メニューバリエーションについて、エンドーサーの皆様にお伺いした現状の対応や悩み、工夫している点を各業態別にまとめました。
肉・魚に関する対応や工夫
◎学校
・牛肉はほぼ使用しない
・豚肉はバラ・もも・こま・ひき肉、鶏肉はもも、むね、こま・ひき肉を使用。中でも鶏肉は一番使う
・使用量が決まっているため、肉をかたまりで出すメニューは提供不可
・魚は季節のものや価格の安定している魚(メルルーサなど)を使用
・魚を角切りにしてタレと和えるメニューは苦手な子でも食べる量が調整できて食べやすいからか評判◎
◎保育園
・ひき肉も含め、肉はすべて赤身を使用し、鉄の補給につなげる
・豚肉は脂身が苦手な子も多く、ももの赤身を使用
・肉がメインだと単価が上がってしまうため、豆腐や卵、大豆ミートで調整している
・魚はやわらかいからか、ホッケが人気。焼き・フライ・竜田揚げと何でも使える
◎病院
・牛肉のバラはあまり使用しない
・肉は価格的にたくさん使えないため、少量でも肉の味が出るメニューを採用(例:ハヤシライス、肉豆腐など)
・肉の量が使えない場合は、豆腐や野菜の量で調整
・豚肉は高齢者への配慮からなるべく薄切りを使用。鶏肉は使用頻度が高い
・魚で価格を抑えるために、モウカザメを煮付けや濃いソースを使って職員を中心に提供
◎高齢者施設
・肉の使用部位は基本バラ
・価格面で鶏肉を使うことが多い。一時はむね肉のみだったが、予算をアップしてもも肉も使用可能に
・魚は骨なしの切り身などを販売しているメーカーサイトを見ることが多い
◎事業所
・牛肉はほとんど使用しないが、価格が激安の時や鉄分補給メニュー提供時には使用することも
・豚肉はこま・ロース・ひき肉を使用。もも肉は頻度少なめ
・鶏肉はもも・むね・ひき肉を使用。一枚肉が安いためメニューへの使用頻度も高い
・唐揚げはもも肉を求められるが、価格面からむね肉を使用
・魚は切り身だと縮んでしまうため、小さい魚の時はパン粉を使って大きく見せるよう工夫
・なまずは価格が安い。色が白く淡白な味のため、ソースや下味で工夫して提供している
コストや食材の制約から、使用部位や種類、量に制限がある中で、さまざまな工夫をされていることがわかりました。

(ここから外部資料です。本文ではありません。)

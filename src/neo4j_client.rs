use crate::config::AppConfig;
use anyhow::Result;
use neo4rs::{query, Graph};
use tracing::info;
use url::Url;

pub async fn connect_from_config(cfg: &AppConfig) -> Result<Graph> {
    let url = Url::parse(&cfg.neo4j_uri)?;
    let host = url.host_str().unwrap_or("localhost");
    let port = url.port().unwrap_or(7687);
    let addr = format!("{host}:{port}");

    info!("Conectando a Neo4j en {addr}...");
    let graph = Graph::new(&addr, &cfg.neo4j_user, &cfg.neo4j_password).await?;
    info!("Conexión a Neo4j OK");
    Ok(graph)
}

/// Crea constraints básicos para las etiquetas usadas:
/// :Note (notas indexadas) y :Query (consultas registradas).
///
/// El id único de :Note es lo que convierte cada escritura en un
/// reemplazo atómico por documento.
pub async fn ensure_schema(graph: &Graph) -> Result<()> {
    let statements = [
        // Note.id único
        "CREATE CONSTRAINT note_id IF NOT EXISTS
         FOR (n:Note)
         REQUIRE n.id IS UNIQUE",
        // Query.id único
        "CREATE CONSTRAINT query_id IF NOT EXISTS
         FOR (q:Query)
         REQUIRE q.id IS UNIQUE",
    ];

    for stmt in statements {
        graph.run(query(stmt)).await?;
    }

    info!("Esquema de Neo4j asegurado (constraints básicos creados).");
    Ok(())
}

特に魚については給食界隈で流通している魚の情報はニーズがあるようです。
その他、サイクルや献立作成に関して悩み
◎学校
・人気メニューは2〜3か月に1度提供。人気があれば似たメニューが続いても満足度に影響なし
・月曜日の献立は児童の給食当番が替わり提供に時間がかかるため、丼メニューにして食器の量が少なくて済む献立に。ただ中華に偏っており、それ以外の丼メニューのバリエーションが欲しい
◎保育園
・野菜炒めなどのごちゃっとしたメニューは残りがちなため、肉と一緒に食べられるポークチャップ、生姜焼き、味噌炒め、スタミナ炒めを1か月の中でサイクルを回す
・食べやすいもの、定番の味は子どもに喜ばれる
・同じメニューが続いても特に問題ないため、バリエーションにはあまり悩まない
◎病院
・豚薄切り肉は人気メニューが少なく、定期的にメニューを入れ替えている
・鶏肉は使用頻度が高いため、バリエーションが不足しているのが悩み
◎高齢者施設
・メインが揚げ物など重たい時は副菜をあっさりしたものに
・夕食はあっさりしすぎると寝る前に空腹になり寝ない方がいるため工夫が必要
・利用者の満足度の面から同じような見た目や味付けが続かないようにしたり、常食と療養食で見た目や皿数に差が出ないようにする
・通所の利用者のため、曜日で献立が重ならないように工夫している
・新しいメニューを作ることは少ないが、SNSやメーカーパンフレットで見たものでイベント時に提供できそうなものは採用する
◎事業所
・メインの盛り付けがどれも似たようになってしまうのが悩み。現状はクリスピーチキンなど見た目が新しいメニューを導入している
業態によって求められているポイントが異なるため、対象者に合わせた対応が必要であると感じました。全体として、マンネリ化を阻止できる見た目や味に変化が出るメニューを、メーカーや業者側から提案してもらえると嬉しいという声がありました。
今後期待すること
給食現場では、限られた食材の中で喫食者が喜んでくれる献立を作ることに苦労しています。
そのため現場の管理栄養士・栄養士からは、同じ材料を使用しても見た目や味に変化があってマンネリ化しないメニューや、今まで定番で使用していた肉・魚に替わる食材の情報が求められているようです。
課題解決に向けて、まだまだ情報収集をしていく必要があると考えられます。